One possible explanation for the large LS and LV in subjects with UTFA may be a compensatory strategy for lateral instability during walking. According to a previous study, the prosthetic leg cannot control the lateral moment of the ankle, which causes instability of the stance phase9. Consequently, the intact legs of individuals with UTFA must compensate for the lateral instability derived from their prosthetic legs, leading to lateral asymmetry of the COP trajectories9,10. In addition, Lin et al.16 reported that step width variability, which is related to the LV, was positively correlated with the functional capacity of physical activity in lower-limb amputees. Thus, the greater LV in our study may reflect the ability of individuals with UTFA with higher physical activity levels (K3 and K4). As there were no significant differences in APV between the individuals with UTFA and the able-bodied controls (Fig. 2C), the current results suggest that individuals with UTFA adopt orientation-specific balance control strategies during gait.
It is worth noting that the individuals with UTFA exhibit larger LS at lower speeds (2.0 and 2.5 km/h) compared to the other conditions (Fig. 2A). These results suggest that they modulate their dynamic body balance, specifically at lower speeds. As a slower gait and its related gait variation are associated with falls in individuals with neurological disorders17, the current results indicate that individuals with UTFA may also be exposed to a higher risk of falling while walking at lower speeds. These results suggest that a specific range of walking speeds may be associated with a low risk of falling for individuals with UTFA.
As shown in Fig. 2C, no significant differences in APV was observed between the individuals with UTFA and the able-bodied controls. A previous study reported that APV was associated with ataxia severity in individuals with multiple sclerosis11. Ataxia in multiple sclerosis progresses to bilateral disorders18, while individuals with UTFA have unilateral disabilities. In contrast, the LS and LV of individuals with UTFA were significantly greater than those of able-bodied controls over a wide range of walking speeds (Fig. 2A,B). A greater lateral COP component deviation during walking has also been observed in individuals with Parkinson's disease13. Interestingly, Parkinson’s disease often induces unilateral motor impairment, leading to asymmetric gait parameters, such as the swing time between the affected and unaffected limbs19. Therefore, as COP butterfly diagrams are indicative of uni- or bilateral functional gait impairments, individuals with UTFA and Parkinson’s disease may benefit from a similar gait rehabilitation program.
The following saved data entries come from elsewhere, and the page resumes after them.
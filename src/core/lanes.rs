use crate::domain::model::Direction;
use serde::{Deserialize, Serialize};
use std::collections::HashSet;

#[derive(Debug, Clone, Copy, PartialEq, Eq, Default, Serialize, Deserialize)]
#[serde(rename_all = "snake_case")]
pub enum LaneOrder {
    /// 依號誌回報的連結順序
    #[default]
    Insertion,
    Sorted,
}

pub fn unique_lanes(lanes: &[String], order: LaneOrder) -> Vec<String> {
    let mut seen = HashSet::new();
    let mut unique: Vec<String> = lanes
        .iter()
        .filter(|l| seen.insert(l.as_str()))
        .cloned()
        .collect();

    if order == LaneOrder::Sorted {
        unique.sort();
    }
    unique
}

/// 車道 id 的 edge 部分（最後一個 `_` 之前）
fn edge_id(lane_id: &str) -> &str {
    lane_id.rsplit_once('_').map(|(edge, _)| edge).unwrap_or(lane_id)
}

pub fn direction_of(lane_id: &str) -> Direction {
    let edge = edge_id(lane_id);
    if edge.starts_with('-') || edge.contains('0') {
        Direction::North
    } else if edge.contains('1') {
        Direction::South
    } else if edge.contains('2') {
        Direction::East
    } else {
        Direction::West
    }
}

/// 依方向分組，固定 N/S/E/W 順序，空組省略
pub fn group_lanes(lanes: &[String]) -> Vec<(Direction, Vec<String>)> {
    Direction::ALL
        .iter()
        .filter_map(|&dir| {
            let members: Vec<String> = lanes
                .iter()
                .filter(|l| direction_of(l) == dir)
                .cloned()
                .collect();
            (!members.is_empty()).then_some((dir, members))
        })
        .collect()
}

pub fn link_index(controlled: &[String], lane_id: &str) -> Option<usize> {
    controlled.iter().position(|l| l == lane_id)
}

#[cfg(test)]
mod tests {
    use super::*;

    fn lanes(ids: &[&str]) -> Vec<String> {
        ids.iter().map(|s| s.to_string()).collect()
    }

    #[test]
    fn test_unique_lanes_preserves_first_seen_order() {
        let controlled = lanes(&["E2_0", "-E0_0", "E2_0", "E1_0", "-E0_0"]);
        assert_eq!(
            unique_lanes(&controlled, LaneOrder::Insertion),
            lanes(&["E2_0", "-E0_0", "E1_0"])
        );
        assert_eq!(
            unique_lanes(&controlled, LaneOrder::Sorted),
            lanes(&["-E0_0", "E1_0", "E2_0"])
        );
    }

    #[test]
    fn test_direction_heuristic_uses_edge_part() {
        assert_eq!(direction_of("-E0_0"), Direction::North);
        assert_eq!(direction_of("E0_1"), Direction::North);
        assert_eq!(direction_of("E1_0"), Direction::South);
        assert_eq!(direction_of("E2_0"), Direction::East);
        assert_eq!(direction_of("E3_0"), Direction::West);
        assert_eq!(direction_of("westbound"), Direction::West);
    }

    #[test]
    fn test_group_lanes_orders_groups() {
        let groups = group_lanes(&lanes(&["E3_0", "E1_0", "-E0_0", "E1_1"]));
        let dirs: Vec<Direction> = groups.iter().map(|(d, _)| *d).collect();
        assert_eq!(dirs, vec![Direction::North, Direction::South, Direction::West]);
        assert_eq!(groups[1].1, lanes(&["E1_0", "E1_1"]));
    }

    #[test]
    fn test_link_index() {
        let controlled = lanes(&["-E0_0", "-E0_0", "E1_0"]);
        assert_eq!(link_index(&controlled, "E1_0"), Some(2));
        assert_eq!(link_index(&controlled, "-E0_0"), Some(0));
        assert_eq!(link_index(&controlled, "E9_0"), None);
    }
}
pub mod adapters;
pub mod config;
pub mod core;
pub mod domain;
pub mod utils;

#[cfg(feature = "cli")]
pub use config::{cli::LocalStorage, CliConfig};

pub use adapters::{
    IntersectionSpec, LaneSpec, PhaseSpec, QueueSimConfig, QueueSimulation, SumoConfig, SumoSimulation,
};
pub use config::{Backend, TrafficConfig};
pub use core::{
    fuzzy::FuzzyRunner,
    runner::{Baseline, Evaluator},
    trainer::Trainer,
};
pub use utils::error::{Result, TrafficError};
// Domain layer: core models and ports (interfaces). No external dependencies beyond std/serde when needed.

pub mod model;
pub mod ports;
//! Sliding-window rate limiter with two-level priority queueing.
//!
//! Outbound requests are grouped into endpoint classes, each with its own
//! budget over one rolling window. A request that fits the window is
//! dispatched immediately; one that does not is queued and woken by a
//! background drain task once capacity frees up. Work is never dropped,
//! only delayed, so callers see latency rather than errors.

use std::collections::VecDeque;
use std::future::Future;
use std::sync::atomic::{AtomicU64, Ordering};
use std::sync::Arc;
use std::time::Duration;

use parking_lot::Mutex;
use tokio::sync::oneshot;
use tokio::task::JoinHandle;
use tokio::time::Instant;
use tracing::debug;

use crate::config::LimiterConfig;

/// Endpoint classes with independent budgets.
#[derive(Debug, Clone, Copy, PartialEq, Eq)]
pub enum EndpointClass {
    MarketData,
    Trading,
    Facts,
}

impl EndpointClass {
    fn index(self) -> usize {
        match self {
            Self::MarketData => 0,
            Self::Trading => 1,
            Self::Facts => 2,
        }
    }
}

/// Queue priority. High waiters are served before Normal on every drain
/// tick; Normal cannot starve because capacity is time-based.
#[derive(Debug, Clone, Copy, PartialEq, Eq)]
pub enum Priority {
    Normal,
    High,
}

/// Point-in-time limiter statistics.
#[derive(Debug, Clone, Copy)]
pub struct LimiterStats {
    /// Requests dispatched, queued or not.
    pub dispatched: u64,
    /// Requests that had to wait for capacity.
    pub delayed: u64,
}

struct Waiter {
    class: EndpointClass,
    ready: oneshot::Sender<()>,
}

#[derive(Default)]
struct WaitQueues {
    high: VecDeque<Waiter>,
    normal: VecDeque<Waiter>,
}

struct ClassWindow {
    limit: usize,
    timestamps: Mutex<VecDeque<Instant>>,
}

impl ClassWindow {
    /// Take one dispatch slot if the rolling window has room.
    fn try_take(&self, window: Duration) -> bool {
        let now = Instant::now();
        let mut timestamps = self.timestamps.lock();
        while timestamps
            .front()
            .is_some_and(|&at| now.duration_since(at) >= window)
        {
            timestamps.pop_front();
        }
        if timestamps.len() < self.limit {
            timestamps.push_back(now);
            true
        } else {
            false
        }
    }
}

struct LimiterInner {
    window: Duration,
    classes: [ClassWindow; 3],
    queues: Mutex<WaitQueues>,
    dispatched: AtomicU64,
    delayed: AtomicU64,
    drain: Mutex<Option<JoinHandle<()>>>,
}

impl LimiterInner {
    /// Whether a queued waiter of `class` would be overtaken by a fresh
    /// caller at `priority` taking the fast path.
    fn waiting_ahead(&self, class: EndpointClass, priority: Priority) -> bool {
        let queues = self.queues.lock();
        let pending = |queue: &VecDeque<Waiter>| {
            queue
                .iter()
                .any(|w| w.class == class && !w.ready.is_closed())
        };
        match priority {
            Priority::High => pending(&queues.high),
            Priority::Normal => pending(&queues.high) || pending(&queues.normal),
        }
    }

    fn drain_tick(&self) {
        let mut queues = self.queues.lock();
        Self::drain_queue(&mut queues.high, &self.classes, self.window);
        Self::drain_queue(&mut queues.normal, &self.classes, self.window);
    }

    /// Wake every waiter whose class has capacity, preserving arrival
    /// order within the queue. A waiter blocked on a full class does not
    /// hold up waiters of other classes behind it.
    fn drain_queue(queue: &mut VecDeque<Waiter>, classes: &[ClassWindow; 3], window: Duration) {
        let mut blocked = VecDeque::new();
        while let Some(waiter) = queue.pop_front() {
            if waiter.ready.is_closed() {
                continue;
            }
            if classes[waiter.class.index()].try_take(window) {
                let _ = waiter.ready.send(());
            } else {
                blocked.push_back(waiter);
            }
        }
        *queue = blocked;
    }
}

impl Drop for LimiterInner {
    fn drop(&mut self) {
        if let Some(handle) = self.drain.lock().take() {
            handle.abort();
        }
    }
}

/// Sliding-window rate limiter shared across the pipeline.
///
/// Cheap to clone. Must be created inside a tokio runtime since it spawns
/// its drain task on construction.
#[derive(Clone)]
pub struct RateLimiter {
    inner: Arc<LimiterInner>,
}

impl RateLimiter {
    #[must_use]
    pub fn new(config: &LimiterConfig) -> Self {
        let limits = [
            config.market_data_limit,
            config.trading_limit,
            config.facts_limit,
        ];
        let classes = limits.map(|limit| ClassWindow {
            limit,
            timestamps: Mutex::new(VecDeque::new()),
        });
        let inner = Arc::new(LimiterInner {
            window: Duration::from_millis(config.window_ms),
            classes,
            queues: Mutex::new(WaitQueues::default()),
            dispatched: AtomicU64::new(0),
            delayed: AtomicU64::new(0),
            drain: Mutex::new(None),
        });

        let drain_inner = Arc::downgrade(&inner);
        let cadence = Duration::from_millis(config.drain_interval_ms);
        let handle = tokio::spawn(async move {
            let mut ticker = tokio::time::interval(cadence);
            ticker.set_missed_tick_behavior(tokio::time::MissedTickBehavior::Skip);
            loop {
                ticker.tick().await;
                let Some(inner) = drain_inner.upgrade() else {
                    return;
                };
                inner.drain_tick();
            }
        });
        *inner.drain.lock() = Some(handle);

        Self { inner }
    }

    /// Wait until a dispatch slot is available for `class`.
    ///
    /// Returns immediately when the window has room and no queued waiter
    /// would be overtaken; otherwise the caller is queued at the given
    /// priority and woken by the drain task.
    pub async fn acquire(&self, class: EndpointClass, priority: Priority) {
        if !self.inner.waiting_ahead(class, priority)
            && self.inner.classes[class.index()].try_take(self.inner.window)
        {
            self.inner.dispatched.fetch_add(1, Ordering::Relaxed);
            return;
        }

        self.inner.delayed.fetch_add(1, Ordering::Relaxed);
        let (tx, rx) = oneshot::channel();
        {
            let mut queues = self.inner.queues.lock();
            let waiter = Waiter { class, ready: tx };
            match priority {
                Priority::High => queues.high.push_back(waiter),
                Priority::Normal => queues.normal.push_back(waiter),
            }
        }
        debug!(class = ?class, priority = ?priority, "Rate limit reached, queued");

        // The drain task only disappears when the limiter itself does; in
        // that case there is nothing left to throttle.
        let _ = rx.await;
        self.inner.dispatched.fetch_add(1, Ordering::Relaxed);
    }

    /// Run `fut` once a dispatch slot for `class` is available.
    pub async fn schedule<F, T>(&self, class: EndpointClass, priority: Priority, fut: F) -> T
    where
        F: Future<Output = T>,
    {
        self.acquire(class, priority).await;
        fut.await
    }

    /// Point-in-time statistics.
    #[must_use]
    pub fn stats(&self) -> LimiterStats {
        LimiterStats {
            dispatched: self.inner.dispatched.load(Ordering::Relaxed),
            delayed: self.inner.delayed.load(Ordering::Relaxed),
        }
    }
}

#[cfg(test)]
mod tests {
    use super::*;

    fn config(limit: usize, window_ms: u64) -> LimiterConfig {
        LimiterConfig {
            window_ms,
            drain_interval_ms: 5,
            market_data_limit: limit,
            trading_limit: limit,
            facts_limit: limit,
        }
    }

    #[tokio::test]
    async fn dispatches_within_budget_immediately() {
        let limiter = RateLimiter::new(&config(3, 1_000));
        for _ in 0..3 {
            limiter
                .acquire(EndpointClass::Trading, Priority::Normal)
                .await;
        }
        let stats = limiter.stats();
        assert_eq!(stats.dispatched, 3);
        assert_eq!(stats.delayed, 0);
    }

    #[tokio::test]
    async fn over_budget_request_waits_for_the_window() {
        let limiter = RateLimiter::new(&config(2, 50));
        limiter.acquire(EndpointClass::Facts, Priority::Normal).await;
        limiter.acquire(EndpointClass::Facts, Priority::Normal).await;

        let start = std::time::Instant::now();
        limiter.acquire(EndpointClass::Facts, Priority::Normal).await;
        assert!(start.elapsed() >= Duration::from_millis(40));
        assert_eq!(limiter.stats().delayed, 1);
    }

    #[tokio::test]
    async fn classes_have_independent_budgets() {
        let limiter = RateLimiter::new(&config(1, 60_000));
        limiter
            .acquire(EndpointClass::MarketData, Priority::Normal)
            .await;
        // Would hang if MarketData consumed the Trading budget.
        limiter
            .acquire(EndpointClass::Trading, Priority::Normal)
            .await;
        assert_eq!(limiter.stats().dispatched, 2);
    }

    #[tokio::test]
    async fn high_priority_is_served_before_normal() {
        let limiter = RateLimiter::new(&config(1, 80));
        limiter.acquire(EndpointClass::Trading, Priority::Normal).await;

        let normal = {
            let limiter = limiter.clone();
            tokio::spawn(async move {
                limiter
                    .acquire(EndpointClass::Trading, Priority::Normal)
                    .await;
                tokio::time::Instant::now()
            })
        };
        // Give the normal waiter time to enqueue first.
        tokio::time::sleep(Duration::from_millis(10)).await;
        let high = {
            let limiter = limiter.clone();
            tokio::spawn(async move {
                limiter.acquire(EndpointClass::Trading, Priority::High).await;
                tokio::time::Instant::now()
            })
        };

        let high_at = high.await.unwrap();
        let normal_at = normal.await.unwrap();
        assert!(high_at <= normal_at);
    }

    #[tokio::test]
    async fn fresh_caller_does_not_overtake_queued_high_waiter() {
        let limiter = RateLimiter::new(&LimiterConfig {
            window_ms: 30,
            drain_interval_ms: 200,
            market_data_limit: 1,
            trading_limit: 1,
            facts_limit: 1,
        });
        limiter.acquire(EndpointClass::Trading, Priority::High).await;

        let high = {
            let limiter = limiter.clone();
            tokio::spawn(async move {
                limiter.acquire(EndpointClass::Trading, Priority::High).await;
            })
        };
        // Let the waiter enqueue, then let the window slot expire.
        tokio::time::sleep(Duration::from_millis(50)).await;

        // Capacity freed between drain ticks belongs to the queued
        // waiter; a fresh caller has to line up behind it.
        let fresh = tokio::time::timeout(
            Duration::from_millis(50),
            limiter.acquire(EndpointClass::Trading, Priority::Normal),
        )
        .await;
        assert!(fresh.is_err());

        high.await.unwrap();
    }

    #[tokio::test]
    async fn schedule_runs_the_future_after_acquiring() {
        let limiter = RateLimiter::new(&config(5, 1_000));
        let out = limiter
            .schedule(EndpointClass::Facts, Priority::Normal, async { 7 })
            .await;
        assert_eq!(out, 7);
        assert_eq!(limiter.stats().dispatched, 1);
    }
}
Measuring the COP butterfly diagram is useful for gait assessment in individuals with UTFA. The COP trajectories represent the overall gait visually, facilitating measurement and interpretation in routine clinical practice13. In particular, the parameters used in this study enable quantitative gait assessment, which has several benefits for individuals with UTFA. For example, if various daily walking data in addition to COP could be obtained, we could propose a safe environment, where the risk of falling is low, based on the analysis of COP data. This proposal has the potential to reduce the risk of falls by continuously measuring COP, which could be relatively easy to perform in a clinical setting and provide the results to individuals with UTFA. Further, quantitative assessment of COP parameters during gait could facilitate the selection of appropriate prosthetic components, clarify the rehabilitation progress, and facilitate the setting of realistic gait training objectives7, contributing to the motivation of individuals with UTFA and healthcare professionals using objective feedback. Therefore, COP butterfly diagrams can be valuable gait assessment tools in individuals with UTFA. In particular, the LS and LV in our study could be adopted as standards for interventions such as gait training or component replacement if they deviate from these values, in addition to simple gait asymmetry values, in individuals with UTFA who are active (K3 or K4). The mean values and standard deviations of these parameters are described in the Supplementary Information (Table S3).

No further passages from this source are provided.